What the exercise asks:
Comb through the entries for "SimulationResult" and pull out each line that holds it.

Data listing:
☆ ☆ ☆ ☆ ☆
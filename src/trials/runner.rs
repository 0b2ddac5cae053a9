use rand::{Rng, SeedableRng, rngs::StdRng};
use tracing::event;

use crate::game::{GameConfig, simulate_game};

use super::config::TrialsConfig;
use super::error::Result;
use super::result::SimulationResult;

/// Play `game_instances` games of `config`, all drawing from `rng`.
///
/// # Panics
///
/// Panics if the tally is inconsistent (see
/// [`SimulationResult::assert_consistent`]).
pub fn run_trials<R: Rng + ?Sized>(
    config: &GameConfig,
    game_instances: usize,
    rng: &mut R,
) -> SimulationResult {
    let mut result = SimulationResult::new(*config);
    for _ in 0..game_instances {
        result.record(simulate_game(config, rng));
    }
    result.assert_consistent();
    result
}

/// A validated batch of trials, ready to run
///
/// Built with [`super::TrialsBuilder`]. With a single worker every game
/// draws from one seeded generator. With more, each worker gets its own
/// generator seeded from the base seed plus its index, and the partial
/// tallies are merged.
#[derive(Debug)]
pub struct MontyHallTrials {
    config: TrialsConfig,
}

impl MontyHallTrials {
    /// Create a new MontyHallTrials (internal - use TrialsBuilder instead)
    pub(crate) fn new(config: TrialsConfig) -> Self {
        Self { config }
    }

    /// Get the trials configuration
    pub fn config(&self) -> &TrialsConfig {
        &self.config
    }

    /// Get the game configuration
    pub fn game(&self) -> &GameConfig {
        &self.config.game
    }

    /// Run all of the games and return the tally
    pub fn run(&self) -> Result<SimulationResult> {
        let game = self.config.game;
        let seed = self.config.seed.unwrap_or_else(rand::random::<u64>);

        event!(
            tracing::Level::INFO,
            door_count = game.door_count(),
            reveal_count = game.reveal_count(),
            strategy = %game.strategy(),
            game_instances = self.config.game_instances,
            threads = self.config.threads,
            seed,
            "Starting Monty Hall trials"
        );

        let result = if self.config.threads == 1 {
            let mut rng = StdRng::seed_from_u64(seed);
            run_trials(&game, self.config.game_instances, &mut rng)
        } else {
            self.run_workers(seed)
        };

        result.assert_consistent();

        event!(
            tracing::Level::INFO,
            cars_won = result.cars_won(),
            goats_won = result.goats_won(),
            car_ratio = result.car_ratio(),
            "Finished Monty Hall trials"
        );

        Ok(result)
    }

    /// Split the games across scoped worker threads, one generator each
    fn run_workers(&self, seed: u64) -> SimulationResult {
        let game = self.config.game;
        let threads = self.config.threads;

        let partials: Vec<std::thread::Result<SimulationResult>> = std::thread::scope(|s| {
            let handles: Vec<_> = (0..threads)
                .map(|worker_idx| {
                    let games = self.config.games_for_worker(worker_idx);
                    s.spawn(move || {
                        let mut rng = StdRng::seed_from_u64(seed.wrapping_add(worker_idx as u64));
                        event!(
                            tracing::Level::DEBUG,
                            worker_idx,
                            games,
                            "Worker starting"
                        );
                        run_trials(&game, games, &mut rng)
                    })
                })
                .collect();

            handles.into_iter().map(|h| h.join()).collect()
        });

        merge_partials(game, partials)
    }

    /// A human readable summary of the configuration
    pub fn configuration_summary(&self) -> String {
        let game = &self.config.game;
        let mut output = String::new();
        output.push_str("Monty Hall Configuration\n");
        output.push_str("========================\n");
        output.push_str(&format!("Doors: {}\n", game.door_count()));
        output.push_str(&format!("Doors Revealed: {}\n", game.reveal_count()));
        output.push_str(&format!("Strategy: {}\n", game.strategy()));
        output.push_str(&format!("Games: {}\n", self.config.game_instances));
        if self.config.threads > 1 {
            output.push_str(&format!("Worker Threads: {}\n", self.config.threads));
        }
        if let Some(seed) = self.config.seed {
            output.push_str(&format!("Random Seed: {}\n", seed));
        }
        output
    }
}

/// Merge worker tallies in worker order.
///
/// A worker that panicked (an inconsistent tally is fatal) has its panic
/// re-raised on the calling thread.
fn merge_partials(
    game: GameConfig,
    partials: Vec<std::thread::Result<SimulationResult>>,
) -> SimulationResult {
    let mut result = SimulationResult::new(game);
    for (worker_idx, partial) in partials.into_iter().enumerate() {
        let partial = partial.unwrap_or_else(|payload| std::panic::resume_unwind(payload));
        event!(
            tracing::Level::DEBUG,
            worker_idx,
            cars_won = partial.cars_won(),
            goats_won = partial.goats_won(),
            "Worker finished"
        );
        result.merge(&partial);
    }
    result
}
/// Errors raised while building a game configuration.
mod errors;
/// Export `GameConfigError`
pub use self::errors::GameConfigError;

/// The two contestant strategies.
mod strategy;
/// Export `Strategy`
pub use self::strategy::Strategy;

/// Validated door and reveal counts.
mod config;
/// Export `GameConfig`
pub use self::config::GameConfig;

/// Module that plays one game from start to finish.
mod simulator;
/// Export the game entry points and the per game trace.
pub use self::simulator::{GameOutcome, GameRecord, play_game, simulate_game};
☆ ☆ ☆ ☆ ☆
Task answer:
use super::result::SimulationResult;
/// [`SimulationResult::assert_consistent`]).
) -> SimulationResult {
    let mut result = SimulationResult::new(*config);
    pub fn run(&self) -> Result<SimulationResult> {
    fn run_workers(&self, seed: u64) -> SimulationResult {
        let partials: Vec<std::thread::Result<SimulationResult>> = std::thread::scope(|s| {
    partials: Vec<std::thread::Result<SimulationResult>>,
) -> SimulationResult {
    let mut result = SimulationResult::new(game);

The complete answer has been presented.